When asked about judges who verbally abuse or embarrass lawyers in court, Rothman said that other "judges have an obligation to do something about it," such as reporting the conduct to the appropriate agency or talking to the offending judge. But when asked whether he had ever taken any action against another judge, Rothman couldn't recall ever having done so.

And when asked — obviously by another lawyer in the crowd — whether he would sanction a lawyer for citing a court's unpublished decision, Rothman said he probably wouldn't unless "I didn't like what [the lawyer] was doing [and then] I'd probably cite him."

When his turn came, Margolin pointed out that in Israel, where he was born, judges are not elected; they are appointed. And anyone who asks to be a judge doesn't get appointed.

Referring to the Bible, Margolin raised such questions as "Am I my brother's keeper?"

"That is a basic theme of Judaism. But how do you define brother? Central Americans? Palestinians?" he said. Looking at the Passover declaration of "whoever is hungry come and eat at my table," he asked who was included in that invitation.
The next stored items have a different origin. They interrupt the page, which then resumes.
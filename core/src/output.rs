//! The externally returned result of a completed run

use chrono::{DateTime, Utc};
use serde::{Deserialize, Serialize};
use uuid::Uuid;

use crate::state::JsonMap;

/// Request id, capture timestamp and executed chain for one run.
#[derive(Clone, Debug, Serialize, Deserialize, PartialEq, Eq)]
pub struct AuditTrail {
    /// Unique id for this request
    pub request_id: Uuid,
    /// Capture time, UTC
    pub timestamp: DateTime<Utc>,
    /// Stage names, in execution order
    pub agent_chain: Vec<String>,
}

/// The fixed projection returned to the caller.
///
/// Serializes to exactly six keys. Raw input and the normalized patient
/// profile are deliberately not re-exposed, keeping the returned
/// PHI-adjacent surface minimal.
#[derive(Clone, Debug, Serialize, Deserialize, PartialEq)]
pub struct FinalOutput {
    /// Risk classification with justification, from the risk stage
    pub risk_summary: JsonMap,
    /// Probabilistic findings, from the clinical knowledge stage
    pub clinical_insights: JsonMap,
    /// Suggested diagnostics and pathways, from the recommendation stage
    pub recommendations: JsonMap,
    /// Rationale trace, from the explainability stage
    pub explanation: JsonMap,
    /// The risk gate
    pub approval_required: bool,
    /// Audit metadata for this run
    pub audit_log: AuditTrail,
}

#[cfg(test)]
#[allow(clippy::unwrap_used)]
mod tests {
    use super::*;
    use serde_json::json;

    #[test]
    fn test_final_output_serializes_to_six_keys() {
        let output = FinalOutput {
            risk_summary: json!({"risk_level": "LOW"}).as_object().cloned().unwrap(),
            clinical_insights: JsonMap::new(),
            recommendations: JsonMap::new(),
            explanation: JsonMap::new(),
            approval_required: false,
            audit_log: AuditTrail {
                request_id: Uuid::new_v4(),
                timestamp: Utc::now(),
                agent_chain: vec!["intake".to_string()],
            },
        };

        let value = serde_json::to_value(&output).unwrap();
        let keys: Vec<&str> = value.as_object().unwrap().keys().map(String::as_str).collect();
        assert_eq!(
            keys,
            vec![
                "risk_summary",
                "clinical_insights",
                "recommendations",
                "explanation",
                "approval_required",
                "audit_log",
            ]
        );
    }
}
//! The shared state threaded through one pipeline run

use serde::{Deserialize, Serialize};
use serde_json::{Map, Value};

use crate::audit::RiskLevel;
use crate::output::{AuditTrail, FinalOutput};

/// JSON object type carried in stage output fields.
pub type JsonMap = Map<String, Value>;

/// Vital sign measurements attached to a clinical request.
///
/// The inbound layer guarantees all four measurements are present; the core
/// does not re-validate.
#[derive(Clone, Debug, Serialize, Deserialize, PartialEq)]
pub struct Vitals {
    /// Heart rate in beats per minute
    pub heart_rate: u32,
    /// Blood pressure reading, e.g. "150/95"
    pub blood_pressure: String,
    /// Body temperature in degrees Celsius
    pub temperature: f64,
    /// Peripheral oxygen saturation percentage
    pub oxygen_saturation: u32,
}

/// A validated clinical request, as delivered by the inbound layer.
#[derive(Clone, Debug, Serialize, Deserialize, PartialEq)]
pub struct ClinicalInput {
    /// Patient identifier
    pub patient_id: String,
    /// Patient age in years (0-120, validated upstream)
    pub age: u8,
    /// Patient gender
    pub gender: String,
    /// Free-text symptom description
    pub symptoms: String,
    /// Vital sign measurements
    pub vitals: Vitals,
    /// Lab results, when available
    #[serde(default, skip_serializing_if = "Option::is_none")]
    pub lab_results: Option<String>,
    /// Clinical notes, when available
    #[serde(default, skip_serializing_if = "Option::is_none")]
    pub clinical_notes: Option<String>,
}

/// The single mutable record threaded through one pipeline run.
///
/// Each field is populated by exactly one stage and read only by stages at
/// or after that point in the fixed chain. The pipeline owns the state
/// exclusively for the duration of a run; no concurrent run shares an
/// instance, so plain in-place mutation is safe.
#[derive(Clone, Debug)]
pub struct ClinicalState {
    /// Raw validated request. Set once at construction, never mutated.
    pub input_data: ClinicalInput,
    /// Normalized patient data. Set by the intake stage.
    pub patient_profile: Option<JsonMap>,
    /// Anomalies detected during normalization. Set by the intake stage.
    pub data_quality_flags: Vec<String>,
    /// Probabilistic findings. Set by the clinical knowledge stage.
    pub clinical_insights: Option<JsonMap>,
    /// Risk classification with justification. Set by the risk stage.
    pub risk_assessment: Option<JsonMap>,
    /// Suggested diagnostics and care pathways. Set by the recommendation
    /// stage.
    pub recommendations: Option<JsonMap>,
    /// Rationale trace. Set by the explainability stage.
    pub explanation: Option<JsonMap>,
    /// Whether human sign-off is required. Set by the risk stage.
    pub approval_required: bool,
    /// Request id, timestamp and executed chain. Set by the safety stage.
    pub audit_log: Option<AuditTrail>,
    /// The externally returned projection. Set by the safety stage;
    /// terminal field.
    pub final_output: Option<FinalOutput>,
}

impl ClinicalState {
    /// Create the initial state for one run.
    #[must_use]
    pub const fn new(input: ClinicalInput) -> Self {
        Self {
            input_data: input,
            patient_profile: None,
            data_quality_flags: Vec::new(),
            clinical_insights: None,
            risk_assessment: None,
            recommendations: None,
            explanation: None,
            approval_required: false,
            audit_log: None,
            final_output: None,
        }
    }

    /// Risk level recorded by the risk stage, `Unknown` until set.
    #[must_use]
    pub fn risk_level(&self) -> RiskLevel {
        self.risk_assessment
            .as_ref()
            .and_then(|assessment| assessment.get("risk_level"))
            .and_then(Value::as_str)
            .map_or(RiskLevel::Unknown, RiskLevel::from_label)
    }

    /// Snapshot of every field produced so far, as the explainability stage
    /// sees it.
    #[must_use]
    pub fn snapshot(&self) -> Value {
        let mut snapshot = Map::new();
        snapshot.insert(
            "input_data".to_string(),
            serde_json::to_value(&self.input_data).unwrap_or(Value::Null),
        );
        if let Some(profile) = &self.patient_profile {
            snapshot.insert("patient_profile".to_string(), Value::Object(profile.clone()));
        }
        snapshot.insert(
            "data_quality_flags".to_string(),
            Value::Array(
                self.data_quality_flags
                    .iter()
                    .map(|flag| Value::String(flag.clone()))
                    .collect(),
            ),
        );
        if let Some(insights) = &self.clinical_insights {
            snapshot.insert("clinical_insights".to_string(), Value::Object(insights.clone()));
        }
        if let Some(assessment) = &self.risk_assessment {
            snapshot.insert("risk_assessment".to_string(), Value::Object(assessment.clone()));
        }
        if let Some(recommendations) = &self.recommendations {
            snapshot.insert(
                "recommendations".to_string(),
                Value::Object(recommendations.clone()),
            );
        }
        snapshot.insert(
            "approval_required".to_string(),
            Value::Bool(self.approval_required),
        );
        Value::Object(snapshot)
    }
}

#[cfg(test)]
#[allow(clippy::unwrap_used)]
mod tests {
    use super::*;
    use serde_json::json;

    fn sample_input() -> ClinicalInput {
        ClinicalInput {
            patient_id: "P001".to_string(),
            age: 65,
            gender: "male".to_string(),
            symptoms: "shortness of breath".to_string(),
            vitals: Vitals {
                heart_rate: 110,
                blood_pressure: "150/95".to_string(),
                temperature: 37.8,
                oxygen_saturation: 91,
            },
            lab_results: None,
            clinical_notes: None,
        }
    }

    #[test]
    fn test_risk_level_defaults_to_unknown() {
        let state = ClinicalState::new(sample_input());
        assert_eq!(state.risk_level(), RiskLevel::Unknown);
    }

    #[test]
    fn test_risk_level_reads_assessment() {
        let mut state = ClinicalState::new(sample_input());
        let assessment = json!({"risk_level": "HIGH", "justification": "tachycardia with hypoxia"});
        state.risk_assessment = assessment.as_object().cloned();
        assert_eq!(state.risk_level(), RiskLevel::High);
    }

    #[test]
    fn test_risk_level_unrecognized_label_is_unknown() {
        let mut state = ClinicalState::new(sample_input());
        state.risk_assessment = json!({"risk_level": "CRITICAL"}).as_object().cloned();
        assert_eq!(state.risk_level(), RiskLevel::Unknown);
    }

    #[test]
    fn test_snapshot_omits_unproduced_fields() {
        let state = ClinicalState::new(sample_input());
        let snapshot = state.snapshot();

        assert!(snapshot.get("input_data").is_some());
        assert!(snapshot.get("patient_profile").is_none());
        assert!(snapshot.get("risk_assessment").is_none());
        assert_eq!(snapshot["approval_required"], json!(false));
    }

    #[test]
    fn test_snapshot_includes_produced_fields() {
        let mut state = ClinicalState::new(sample_input());
        state.patient_profile = json!({"age": 65}).as_object().cloned();
        state.data_quality_flags = vec!["missing lab results".to_string()];
        state.clinical_insights = json!({"concerns": ["possible hypoxia"]}).as_object().cloned();

        let snapshot = state.snapshot();
        assert_eq!(snapshot["patient_profile"], json!({"age": 65}));
        assert_eq!(snapshot["data_quality_flags"], json!(["missing lab results"]));
        assert_eq!(snapshot["clinical_insights"], json!({"concerns": ["possible hypoxia"]}));
    }

    #[test]
    fn test_input_serializes_without_optional_fields() {
        let value = serde_json::to_value(sample_input()).unwrap();
        assert!(value.get("lab_results").is_none());
        assert!(value.get("clinical_notes").is_none());
        assert_eq!(value["vitals"]["heart_rate"], json!(110));
    }

    #[test]
    fn test_input_round_trips_with_optional_fields() {
        let mut input = sample_input();
        input.lab_results = Some("troponin pending".to_string());

        let value = serde_json::to_value(&input).unwrap();
        let back: ClinicalInput = serde_json::from_value(value).unwrap();
        assert_eq!(back, input);
    }
}
//! Recommendation stage: diagnostics and care pathways only

use std::sync::Arc;

use async_trait::async_trait;
use serde_json::json;

use super::{Agent, AgentError, expect_object, required};
use crate::reasoning::ReasoningClient;
use crate::state::ClinicalState;

const INSTRUCTION: &str = "You are a clinical decision-support agent. \
Suggest diagnostic tests and care pathways only. Never suggest treatment. \
Include a disclaimer field.";

/// Suggests diagnostics and pathways for the assessed risk.
///
/// Reads `risk_assessment` and `clinical_insights`; writes
/// `recommendations`.
pub struct RecommendationAgent {
    client: Arc<dyn ReasoningClient>,
}

impl RecommendationAgent {
    /// Create the stage around a reasoning client.
    #[must_use]
    pub fn new(client: Arc<dyn ReasoningClient>) -> Self {
        Self { client }
    }
}

#[async_trait]
impl Agent for RecommendationAgent {
    fn name(&self) -> &'static str {
        "recommendation"
    }

    async fn run(&self, state: &mut ClinicalState) -> Result<(), AgentError> {
        let risk = required(&state.risk_assessment, "risk_assessment")?;
        let insights = required(&state.clinical_insights, "clinical_insights")?;
        let payload = json!({
            "risk": risk,
            "insights": insights,
        });

        let reply = self.client.invoke(INSTRUCTION, &payload).await?;
        state.recommendations = Some(expect_object(self.name(), reply)?);
        Ok(())
    }
}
Katz concurred that her Jewish upbringing influences her to focus on issues affecting the environment, family and civil rights. While she tries to approach social problems with compassion, she acknowledged that it often comes down to balancing competing interests with limited funding.

"Whoever is hungry come to my table" may be a worthy concept, she said, but if San Francisco raises general assistance benefits significantly, it will "attract people from neighboring counties." That, in turn, will give rise to a whole new set of problems as well as drain money from other programs.
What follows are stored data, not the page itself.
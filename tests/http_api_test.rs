//! The HTTP endpoints, driven in-process through the router.

use axum::body::{Body, to_bytes};
use axum::http::{Request, StatusCode};
use serde_json::{Value, json};
use taskgen::contexts::LlmGateway;
use taskgen::registries::{ProviderKind, ProviderSettings};
use taskgen::server::{AppState, router};
use tower::ServiceExt;
use wiremock::matchers::{method, path};
use wiremock::{Mock, MockServer, ResponseTemplate};

fn state(base_url: &str, api_key: Option<&str>) -> AppState {
    AppState::new(LlmGateway::new(ProviderSettings {
        kind: ProviderKind::Groq,
        completions_url: format!("{}/chat/completions", base_url),
        models_url: format!("{}/models", base_url),
        model: "mixtral-8x7b-32768".to_string(),
        api_key: api_key.map(str::to_string),
    }))
}

fn offline_state(api_key: Option<&str>) -> AppState {
    // Nothing listens here.
    state("http://127.0.0.1:9", api_key)
}

fn post_generate(body: Value) -> Request<Body> {
    Request::builder()
        .method("POST")
        .uri("/api/generate-tasks")
        .header("content-type", "application/json")
        .body(Body::from(body.to_string()))
        .unwrap()
}

async fn json_body(response: axum::response::Response) -> Value {
    let bytes = to_bytes(response.into_body(), usize::MAX).await.unwrap();
    serde_json::from_slice(&bytes).unwrap()
}

#[tokio::test]
async fn generate_rejects_missing_fields() {
    let response = router(offline_state(Some("key")))
        .oneshot(post_generate(json!({ "goal": "Add search", "users": "" })))
        .await
        .unwrap();

    assert_eq!(response.status(), StatusCode::BAD_REQUEST);
    assert_eq!(
        json_body(response).await,
        json!({ "error": "Missing required fields: users, constraints" })
    );
}

#[tokio::test]
async fn generate_without_credential_names_variable() {
    let response = router(offline_state(None))
        .oneshot(post_generate(json!({
            "goal": "Add search",
            "users": "Shoppers",
            "constraints": "Must be fast"
        })))
        .await
        .unwrap();

    assert_eq!(response.status(), StatusCode::INTERNAL_SERVER_ERROR);
    assert_eq!(
        json_body(response).await["error"],
        "LLM API key not configured. Set GROQ_API_KEY in .env.local"
    );
}

#[tokio::test]
async fn generate_returns_data_on_success() {
    let server = MockServer::start().await;
    let content = r#"{"userStories":[{"id":"US-001","title":"Search","priority":"high"}],"engineeringTasks":[],"risks":[]}"#;
    Mock::given(method("POST"))
        .and(path("/chat/completions"))
        .respond_with(ResponseTemplate::new(200).set_body_json(json!({
            "choices": [{ "message": { "role": "assistant", "content": content } }]
        })))
        .mount(&server)
        .await;

    let response = router(state(&server.uri(), Some("key")))
        .oneshot(post_generate(json!({
            "goal": "Add search",
            "targetUsers": "Shoppers",
            "constraints": "Must be fast",
            "template": "web_app"
        })))
        .await
        .unwrap();

    assert_eq!(response.status(), StatusCode::OK);
    let body = json_body(response).await;
    assert_eq!(body["success"], true);
    assert_eq!(body["data"]["userStories"][0]["title"], "Search");
    assert_eq!(body["data"]["userStories"][0]["priority"], "high");
    assert!(body["data"]["risks"].as_array().unwrap().is_empty());
    assert!(body["timestamp"].is_string());
}

#[tokio::test]
async fn generate_forwards_upstream_status() {
    let server = MockServer::start().await;
    Mock::given(method("POST"))
        .and(path("/chat/completions"))
        .respond_with(ResponseTemplate::new(503).set_body_string("overloaded"))
        .mount(&server)
        .await;

    let response = router(state(&server.uri(), Some("key")))
        .oneshot(post_generate(json!({
            "goal": "Add search",
            "users": "Shoppers",
            "constraints": "Must be fast"
        })))
        .await
        .unwrap();

    assert_eq!(response.status(), StatusCode::SERVICE_UNAVAILABLE);
    assert_eq!(json_body(response).await["error"], "Failed to generate tasks from LLM");
}

#[tokio::test]
async fn generate_with_unreadable_body_is_internal_error() {
    let request = Request::builder()
        .method("POST")
        .uri("/api/generate-tasks")
        .header("content-type", "application/json")
        .body(Body::from("{ not json"))
        .unwrap();

    let response = router(offline_state(Some("key"))).oneshot(request).await.unwrap();

    assert_eq!(response.status(), StatusCode::INTERNAL_SERVER_ERROR);
    assert_eq!(json_body(response).await["error"], "Internal server error");
}

#[tokio::test]
async fn status_reports_unconfigured_provider() {
    let request = Request::builder()
        .uri("/api/status")
        .body(Body::empty())
        .unwrap();

    let response = router(offline_state(None)).oneshot(request).await.unwrap();

    assert_eq!(response.status(), StatusCode::OK);
    let body = json_body(response).await;
    assert_eq!(body["backend"], "healthy");
    assert_eq!(body["database"], "connected");
    assert_eq!(body["llm"], "not_configured");
    assert_eq!(body["llmProvider"], "groq");
}
use std::collections::HashMap;
use std::sync::Mutex;

/// Errors raised by a [`Storage`] backend.
///
/// Callers in this crate log and swallow these; they never reach the user.
#[derive(Debug, thiserror::Error)]
pub enum StorageError {
    #[error("storage I/O failed: {0}")]
    Io(#[from] std::io::Error),
    #[error("stored value could not be serialized: {0}")]
    Serialize(#[from] serde_json::Error),
    #[error("storage unavailable: {0}")]
    Unavailable(String),
}

/// Keyed string storage, the local equivalent of a browser's storage area.
///
/// A single key holds a whole serialized document; writes replace it.
pub trait Storage: Send + Sync {
    /// Retrieves the value stored under `key`.
    ///
    /// # Returns
    /// * `Ok(Some(String))` - The stored value
    /// * `Ok(None)` - Nothing has been stored under this key
    /// * `Err(StorageError)` - The backend could not be read
    fn get(&self, key: &str) -> Result<Option<String>, StorageError>;

    /// Replaces the value stored under `key` in a single write.
    fn set(&self, key: &str, value: &str) -> Result<(), StorageError>;
}

/// Process-local storage, used for ephemeral sessions and tests.
#[derive(Debug, Default)]
pub struct MemoryStorage {
    entries: Mutex<HashMap<String, String>>,
}

impl MemoryStorage {
    pub fn new() -> Self {
        Self::default()
    }
}

impl Storage for MemoryStorage {
    fn get(&self, key: &str) -> Result<Option<String>, StorageError> {
        let entries = self
            .entries
            .lock()
            .map_err(|e| StorageError::Unavailable(e.to_string()))?;
        Ok(entries.get(key).cloned())
    }

    fn set(&self, key: &str, value: &str) -> Result<(), StorageError> {
        let mut entries = self
            .entries
            .lock()
            .map_err(|e| StorageError::Unavailable(e.to_string()))?;
        entries.insert(key.to_string(), value.to_string());
        Ok(())
    }
}

impl<S: Storage + ?Sized> Storage for std::sync::Arc<S> {
    fn get(&self, key: &str) -> Result<Option<String>, StorageError> {
        (**self).get(key)
    }

    fn set(&self, key: &str, value: &str) -> Result<(), StorageError> {
        (**self).set(key, value)
    }
}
Using Katz and Rothman, neither of whom has ever practiced criminal law, Margolin did a bit of role-playing. He said he had just shot someone in front of the office and asked the other panelists if they would represent him and keep the gun in their safe. Although both were concerned about the ethics of taking the gun, neither suggested calling 911 to get help for the victim.

As Margolin pointed out, the situation presents an ethical conflict.

On one hand there may be a dying person outside who needs medical attention. But on the other, calling either the police or an ambulance could be acting against the client's interest and a violation of the attorney-client relationship.

"It's very easy to talk about rules," Margolin said, "but they are difficult to live by."